[DATASET CONTENT Boundary: Start]

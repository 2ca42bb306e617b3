//! Cipher envelope codec.
//!
//! Both AEAD schemes share one on-disk framing, so an envelope is
//! self-describing given the key and the algorithm tag:
//!
//! ```text
//! [nonce:12][ciphertext:N-28][tag:16]
//! ```
//!
//! No associated data is bound. A fresh nonce is drawn from `OsRng` for
//! every call to [`encrypt`].
//!
//! The AES-256-GCM path seals the body in place inside the output buffer
//! (detached tag appended afterwards), so a file is held in memory once.
//! ChaCha20-Poly1305 uses the one-shot API, which already appends the tag.
//! Bodies are not split into chunks: the object store exchanges whole
//! buffers, so each file is sealed as a single AEAD message.

use crate::algorithm::Algorithm;
use crate::error::{Result, VaultError};
use crate::key_manager::SecretKey;
use aes_gcm::Aes256Gcm;
use chacha20poly1305::aead::{Aead, AeadInPlace, KeyInit};
use chacha20poly1305::ChaCha20Poly1305;
use rand_core::{OsRng, RngCore};

pub const NONCE_LEN: usize = 12;
pub const TAG_LEN: usize = 16;
/// Envelope of a zero-length plaintext
pub const MIN_ENVELOPE_LEN: usize = NONCE_LEN + TAG_LEN;

/// Encrypts `plaintext` into a `nonce || ciphertext || tag` envelope.
pub fn encrypt(plaintext: &[u8], key: &SecretKey, algorithm: Algorithm) -> Result<Vec<u8>> {
    let mut nonce = [0u8; NONCE_LEN];
    OsRng.fill_bytes(&mut nonce);
    seal_with_nonce(plaintext, key, algorithm, &nonce)
}

/// Opens an envelope, returning the plaintext only if the tag verifies.
#[allow(deprecated)]
pub fn decrypt(envelope: &[u8], key: &SecretKey, algorithm: Algorithm) -> Result<Vec<u8>> {
    if envelope.len() < MIN_ENVELOPE_LEN {
        return Err(VaultError::integrity(format!(
            "envelope is {} bytes, minimum is {}",
            envelope.len(),
            MIN_ENVELOPE_LEN
        )));
    }

    let (nonce, rest) = envelope.split_at(NONCE_LEN);
    let (body, tag) = rest.split_at(rest.len() - TAG_LEN);

    match algorithm {
        Algorithm::Aes256 => {
            let cipher = Aes256Gcm::new_from_slice(key.as_bytes())
                .map_err(|_| VaultError::configuration("AES-256 requires a 32-byte key"))?;
            let mut buffer = body.to_vec();
            cipher
                .decrypt_in_place_detached(
                    aes_gcm::Nonce::from_slice(nonce),
                    b"",
                    &mut buffer,
                    aes_gcm::Tag::from_slice(tag),
                )
                .map_err(|_| VaultError::integrity("AES-256 authentication tag mismatch"))?;
            Ok(buffer)
        }
        Algorithm::ChaCha20 => {
            let cipher = ChaCha20Poly1305::new_from_slice(key.as_bytes())
                .map_err(|_| VaultError::configuration("ChaCha20 requires a 32-byte key"))?;
            cipher
                .decrypt(chacha20poly1305::Nonce::from_slice(nonce), rest)
                .map_err(|_| VaultError::integrity("ChaCha20 authentication tag mismatch"))
        }
    }
}

#[allow(deprecated)]
pub(crate) fn seal_with_nonce(
    plaintext: &[u8],
    key: &SecretKey,
    algorithm: Algorithm,
    nonce: &[u8; NONCE_LEN],
) -> Result<Vec<u8>> {
    let mut out = Vec::with_capacity(MIN_ENVELOPE_LEN + plaintext.len());
    out.extend_from_slice(nonce);

    match algorithm {
        Algorithm::Aes256 => {
            let cipher = Aes256Gcm::new_from_slice(key.as_bytes())
                .map_err(|_| VaultError::configuration("AES-256 requires a 32-byte key"))?;
            out.extend_from_slice(plaintext);
            let tag = cipher
                .encrypt_in_place_detached(
                    aes_gcm::Nonce::from_slice(nonce),
                    b"",
                    &mut out[NONCE_LEN..],
                )
                .map_err(|e| VaultError::storage(format!("AES-256 encryption failed: {}", e)))?;
            out.extend_from_slice(&tag);
        }
        Algorithm::ChaCha20 => {
            let cipher = ChaCha20Poly1305::new_from_slice(key.as_bytes())
                .map_err(|_| VaultError::configuration("ChaCha20 requires a 32-byte key"))?;
            let sealed = cipher
                .encrypt(chacha20poly1305::Nonce::from_slice(nonce), plaintext)
                .map_err(|e| VaultError::storage(format!("ChaCha20 encryption failed: {}", e)))?;
            out.extend_from_slice(&sealed);
        }
    }

    Ok(out)
}
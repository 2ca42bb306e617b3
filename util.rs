//! Filesystem helpers shared by the stores.

use crate::error::{Result, VaultError};
use std::path::Path;
use tokio::fs;
use tracing::warn;

/// Writes `data` to `path` through a sibling temp file and a rename, so a
/// reader never observes a partially written file.
pub async fn write_atomic(path: &Path, data: &[u8]) -> Result<()> {
    let parent = path
        .parent()
        .ok_or_else(|| VaultError::configuration(format!("path has no parent: {}", path.display())))?;
    let name = path
        .file_name()
        .ok_or_else(|| VaultError::configuration(format!("path has no filename: {}", path.display())))?
        .to_string_lossy()
        .into_owned();

    fs::create_dir_all(parent).await?;

    let tmp = parent.join(format!(".{}.{}.tmp", name, uuid::Uuid::new_v4().simple()));
    if let Err(e) = fs::write(&tmp, data).await {
        fs::remove_file(&tmp).await.ok();
        return Err(e.into());
    }
    if let Err(e) = fs::rename(&tmp, path).await {
        warn!(path = %path.display(), error = %e, "atomic rename failed");
        fs::remove_file(&tmp).await.ok();
        return Err(e.into());
    }
    Ok(())
}

/// Rejects names that could escape their container directory.
pub fn validate_object_name(name: &str) -> Result<()> {
    if name.is_empty()
        || name == "."
        || name == ".."
        || name.contains('/')
        || name.contains('\\')
        || name.contains('\0')
    {
        return Err(VaultError::configuration(format!("invalid object name: {:?}", name)));
    }
    Ok(())
}
#[async_trait]
impl MetadataStore for FailingMetadataStore {
    async fn create_user(&self, name: &str, algorithm: Algorithm) -> filevault::error::Result<UserAccount> {
        self.inner.create_user(name, algorithm).await
    }

    async fn get_account(&self, user_id: UserId) -> filevault::error::Result<UserAccount> {
        self.inner.get_account(user_id).await
    }

    async fn get_user_secret_hash(
        &self,
        user_id: UserId,
    ) -> filevault::error::Result<(Option<String>, bool)> {
        self.inner.get_user_secret_hash(user_id).await
    }

    async fn set_user_secret_hash(&self, user_id: UserId, hash: &str) -> filevault::error::Result<()> {
        self.inner.set_user_secret_hash(user_id, hash).await
    }

    async fn get_user_algorithm(&self, user_id: UserId) -> filevault::error::Result<Algorithm> {
        self.inner.get_user_algorithm(user_id).await
    }

    async fn set_user_algorithm(&self, user_id: UserId, algorithm: Algorithm) -> filevault::error::Result<()> {
        if self.fail_set_algorithm.load(Ordering::SeqCst) {
            return Err(VaultError::storage("database is locked"));
        }
        self.inner.set_user_algorithm(user_id, algorithm).await
    }

    async fn list_files(&self, user_id: UserId) -> filevault::error::Result<Vec<FileRecord>> {
        self.inner.list_files(user_id).await
    }

    async fn find_file(
        &self,
        user_id: UserId,
        selector: &FileSelector,
    ) -> filevault::error::Result<Option<FileRecord>> {
        self.inner.find_file(user_id, selector).await
    }

    async fn insert_file(&self, record: FileRecord) -> filevault::error::Result<()> {
        self.inner.insert_file(record).await
    }

    async fn delete_file(&self, user_id: UserId, storage_name: &str) -> filevault::error::Result<()> {
        self.inner.delete_file(user_id, storage_name).await
    }

    async fn retag_files(
        &self,
        user_id: UserId,
        storage_names: &[String],
        algorithm: Algorithm,
    ) -> filevault::error::Result<()> {
        if self.fail_retag.load(Ordering::SeqCst) {
            return Err(VaultError::storage("retag rejected"));
        }
        self.inner.retag_files(user_id, storage_names, algorithm).await
    }
}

[DATASET CONTENT Boundary: End]

WORK ITEM: Among the lines above, list those that contain the word "integrity".

OUTPUT FOR THIS EXERCISE:
        return Err(VaultError::integrity(format!(
                .map_err(|_| VaultError::integrity("AES-256 authentication tag mismatch"))?;
                .map_err(|_| VaultError::integrity("ChaCha20 authentication tag mismatch"))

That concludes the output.